Your goal -
In the data that follows, how many lines include the string "inputs"? Answer with the number alone.
─── Records to use
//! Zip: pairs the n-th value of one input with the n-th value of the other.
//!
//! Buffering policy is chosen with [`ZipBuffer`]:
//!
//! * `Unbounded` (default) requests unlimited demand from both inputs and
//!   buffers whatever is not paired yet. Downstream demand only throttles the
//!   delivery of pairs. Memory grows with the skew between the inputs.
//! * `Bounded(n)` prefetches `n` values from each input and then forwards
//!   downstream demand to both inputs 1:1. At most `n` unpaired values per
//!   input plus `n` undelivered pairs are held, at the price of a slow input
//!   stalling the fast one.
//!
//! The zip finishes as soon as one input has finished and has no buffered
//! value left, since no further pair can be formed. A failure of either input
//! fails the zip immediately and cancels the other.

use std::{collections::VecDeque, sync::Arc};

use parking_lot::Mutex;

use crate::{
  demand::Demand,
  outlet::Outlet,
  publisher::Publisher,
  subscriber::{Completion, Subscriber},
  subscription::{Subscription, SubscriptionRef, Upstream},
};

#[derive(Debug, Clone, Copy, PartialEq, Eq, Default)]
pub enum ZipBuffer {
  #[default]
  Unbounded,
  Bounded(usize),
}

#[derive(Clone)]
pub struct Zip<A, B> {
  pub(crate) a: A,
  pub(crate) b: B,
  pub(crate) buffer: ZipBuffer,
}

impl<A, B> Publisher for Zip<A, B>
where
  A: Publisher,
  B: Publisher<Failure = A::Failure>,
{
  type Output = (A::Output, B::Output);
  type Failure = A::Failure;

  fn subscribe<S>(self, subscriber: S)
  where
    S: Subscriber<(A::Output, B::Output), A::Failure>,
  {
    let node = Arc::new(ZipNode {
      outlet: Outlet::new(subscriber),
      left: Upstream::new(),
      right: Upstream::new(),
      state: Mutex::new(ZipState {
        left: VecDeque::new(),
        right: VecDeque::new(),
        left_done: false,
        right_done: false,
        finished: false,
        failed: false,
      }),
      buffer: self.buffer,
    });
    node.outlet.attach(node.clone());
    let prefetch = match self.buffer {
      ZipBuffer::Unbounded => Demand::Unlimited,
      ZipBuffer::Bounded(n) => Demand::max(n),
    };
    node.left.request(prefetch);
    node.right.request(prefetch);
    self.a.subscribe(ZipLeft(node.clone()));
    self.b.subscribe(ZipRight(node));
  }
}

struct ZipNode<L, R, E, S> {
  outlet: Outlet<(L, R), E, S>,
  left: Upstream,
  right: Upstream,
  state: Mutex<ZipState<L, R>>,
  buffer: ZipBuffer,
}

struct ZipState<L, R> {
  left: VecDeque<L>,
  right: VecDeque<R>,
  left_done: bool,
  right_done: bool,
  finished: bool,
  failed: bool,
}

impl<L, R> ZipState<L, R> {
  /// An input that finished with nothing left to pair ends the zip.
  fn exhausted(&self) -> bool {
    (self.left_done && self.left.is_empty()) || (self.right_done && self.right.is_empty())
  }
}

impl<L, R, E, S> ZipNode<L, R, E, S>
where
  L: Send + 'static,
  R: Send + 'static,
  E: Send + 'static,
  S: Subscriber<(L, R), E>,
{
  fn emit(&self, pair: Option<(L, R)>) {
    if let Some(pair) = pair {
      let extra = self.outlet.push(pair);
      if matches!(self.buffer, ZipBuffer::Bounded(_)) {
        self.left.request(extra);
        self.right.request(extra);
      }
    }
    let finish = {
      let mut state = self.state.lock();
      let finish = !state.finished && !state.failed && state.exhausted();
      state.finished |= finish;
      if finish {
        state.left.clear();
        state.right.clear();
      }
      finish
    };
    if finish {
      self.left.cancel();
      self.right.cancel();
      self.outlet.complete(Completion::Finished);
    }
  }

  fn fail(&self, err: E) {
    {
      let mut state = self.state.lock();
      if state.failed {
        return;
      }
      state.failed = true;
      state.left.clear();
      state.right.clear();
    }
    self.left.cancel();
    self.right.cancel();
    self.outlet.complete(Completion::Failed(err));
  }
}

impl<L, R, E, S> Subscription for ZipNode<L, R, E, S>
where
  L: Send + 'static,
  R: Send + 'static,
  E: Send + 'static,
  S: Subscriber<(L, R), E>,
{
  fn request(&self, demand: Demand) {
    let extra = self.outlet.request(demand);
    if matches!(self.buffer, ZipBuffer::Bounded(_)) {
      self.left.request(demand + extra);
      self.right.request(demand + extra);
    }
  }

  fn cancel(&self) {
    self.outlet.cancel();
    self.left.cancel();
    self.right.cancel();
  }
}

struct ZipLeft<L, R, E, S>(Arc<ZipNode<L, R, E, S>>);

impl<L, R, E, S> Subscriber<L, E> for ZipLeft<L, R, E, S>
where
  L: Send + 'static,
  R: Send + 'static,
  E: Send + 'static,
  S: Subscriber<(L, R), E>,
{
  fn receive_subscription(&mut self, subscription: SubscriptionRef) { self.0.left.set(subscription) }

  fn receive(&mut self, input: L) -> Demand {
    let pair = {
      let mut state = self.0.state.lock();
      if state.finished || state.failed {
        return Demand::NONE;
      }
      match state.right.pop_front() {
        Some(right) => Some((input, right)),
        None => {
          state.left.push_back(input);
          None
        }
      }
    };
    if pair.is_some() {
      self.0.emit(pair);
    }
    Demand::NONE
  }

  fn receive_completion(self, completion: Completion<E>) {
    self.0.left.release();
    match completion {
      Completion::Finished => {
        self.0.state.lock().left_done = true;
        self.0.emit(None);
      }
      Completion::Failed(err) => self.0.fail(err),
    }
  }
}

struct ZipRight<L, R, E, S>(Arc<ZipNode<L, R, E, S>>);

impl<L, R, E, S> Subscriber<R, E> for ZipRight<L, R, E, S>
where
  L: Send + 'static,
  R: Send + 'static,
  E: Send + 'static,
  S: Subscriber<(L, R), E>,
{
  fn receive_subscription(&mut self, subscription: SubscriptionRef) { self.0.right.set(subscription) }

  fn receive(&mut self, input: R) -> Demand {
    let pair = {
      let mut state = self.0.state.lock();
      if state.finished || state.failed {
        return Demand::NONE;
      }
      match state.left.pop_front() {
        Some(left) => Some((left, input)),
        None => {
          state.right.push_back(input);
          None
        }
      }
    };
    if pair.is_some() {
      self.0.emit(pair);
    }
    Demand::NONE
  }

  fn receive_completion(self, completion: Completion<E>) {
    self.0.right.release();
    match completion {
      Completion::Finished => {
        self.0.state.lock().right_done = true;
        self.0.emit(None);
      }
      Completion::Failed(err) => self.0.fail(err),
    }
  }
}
──────
Exercise answer -
3